=== EXCERPTED RECORDS ===
_ _ _ _ _ _ _

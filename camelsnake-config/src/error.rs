//! Typed error variants for the camelsnake-config crate.
//!
//! `Config::load_from` and `Config::save_to` return `anyhow::Result`; the
//! underlying failure is one of these variants and can be recovered with
//! `downcast_ref::<ConfigError>()`.

use std::fmt;

/// Errors that can occur when loading or saving configuration.
///
/// # Example
///
/// ```rust,no_run
/// use camelsnake_config::ConfigError;
///
/// fn check_load_err(e: &anyhow::Error) {
///     if let Some(cfg_err) = e.downcast_ref::<ConfigError>() {
///         match cfg_err {
///             ConfigError::Io(io) => eprintln!("I/O error: {io}"),
///             ConfigError::Parse(p) => eprintln!("YAML parse error: {p}"),
///             ConfigError::Validation(msg) => eprintln!("Validation: {msg}"),
///         }
///     }
/// }
/// ```
#[derive(Debug)]
pub enum ConfigError {
    /// An I/O error occurred reading or writing the config file.
    Io(std::io::Error),

    /// The config file contained invalid YAML that could not be parsed.
    Parse(serde_yaml_ng::Error),

    /// A field value failed semantic validation.
    ///
    /// The inner string describes which field is invalid and why.
    Validation(String),
}

impl fmt::Display for ConfigError {
    fn fmt(&self, f: &mut fmt::Formatter<'_>) -> fmt::Result {
        match self {
            ConfigError::Io(e) => write!(f, "I/O error reading config: {e}"),
            ConfigError::Parse(e) => write!(f, "YAML parse error in config: {e}"),
            ConfigError::Validation(msg) => write!(f, "Config validation error: {msg}"),
        }
    }
}

impl std::error::Error for ConfigError {
    fn source(&self) -> Option<&(dyn std::error::Error + 'static)> {
        match self {
            ConfigError::Io(e) => Some(e),
            ConfigError::Parse(e) => Some(e),
            ConfigError::Validation(_) => None,
        }
    }
}

impl From<std::io::Error> for ConfigError {
    fn from(e: std::io::Error) -> Self {
        ConfigError::Io(e)
    }
}

impl From<serde_yaml_ng::Error> for ConfigError {
    fn from(e: serde_yaml_ng::Error) -> Self {
        ConfigError::Parse(e)
    }
}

_ _ _ _ _ _ _

=== EXERCISE AIM ===
Output every record without changing any wording.

=== ANSWER TO THIS EXERCISE ===
filename camelsnake-config/src/error.rs
//! Typed error variants for the camelsnake-config crate.
//!
//! `Config::load_from` and `Config::save_to` return `anyhow::Result`; the
//! underlying failure is one of these variants and can be recovered with
//! `downcast_ref::<ConfigError>()`.

use std::fmt;

/// Errors that can occur when loading or saving configuration.
///
/// # Example
///
/// ```rust,no_run
/// use camelsnake_config::ConfigError;
///
/// fn check_load_err(e: &anyhow::Error) {
///     if let Some(cfg_err) = e.downcast_ref::<ConfigError>() {
///         match cfg_err {
///             ConfigError::Io(io) => eprintln!("I/O error: {io}"),
///             ConfigError::Parse(p) => eprintln!("YAML parse error: {p}"),
///             ConfigError::Validation(msg) => eprintln!("Validation: {msg}"),
///         }
///     }
/// }
/// ```
#[derive(Debug)]
pub enum ConfigError {
    /// An I/O error occurred reading or writing the config file.
    Io(std::io::Error),

    /// The config file contained invalid YAML that could not be parsed.
    Parse(serde_yaml_ng::Error),

    /// A field value failed semantic validation.
    ///
    /// The inner string describes which field is invalid and why.
    Validation(String),
}

impl fmt::Display for ConfigError {
    fn fmt(&self, f: &mut fmt::Formatter<'_>) -> fmt::Result {
        match self {
            ConfigError::Io(e) => write!(f, "I/O error reading config: {e}"),
            ConfigError::Parse(e) => write!(f, "YAML parse error in config: {e}"),
            ConfigError::Validation(msg) => write!(f, "Config validation error: {msg}"),
        }
    }
}

impl std::error::Error for ConfigError {
    fn source(&self) -> Option<&(dyn std::error::Error + 'static)> {
        match self {
            ConfigError::Io(e) => Some(e),
            ConfigError::Parse(e) => Some(e),
            ConfigError::Validation(_) => None,
        }
    }
}

impl From<std::io::Error> for ConfigError {
    fn from(e: std::io::Error) -> Self {
        ConfigError::Io(e)
    }
}

impl From<serde_yaml_ng::Error> for ConfigError {
    fn from(e: serde_yaml_ng::Error) -> Self {
        ConfigError::Parse(e)
    }
}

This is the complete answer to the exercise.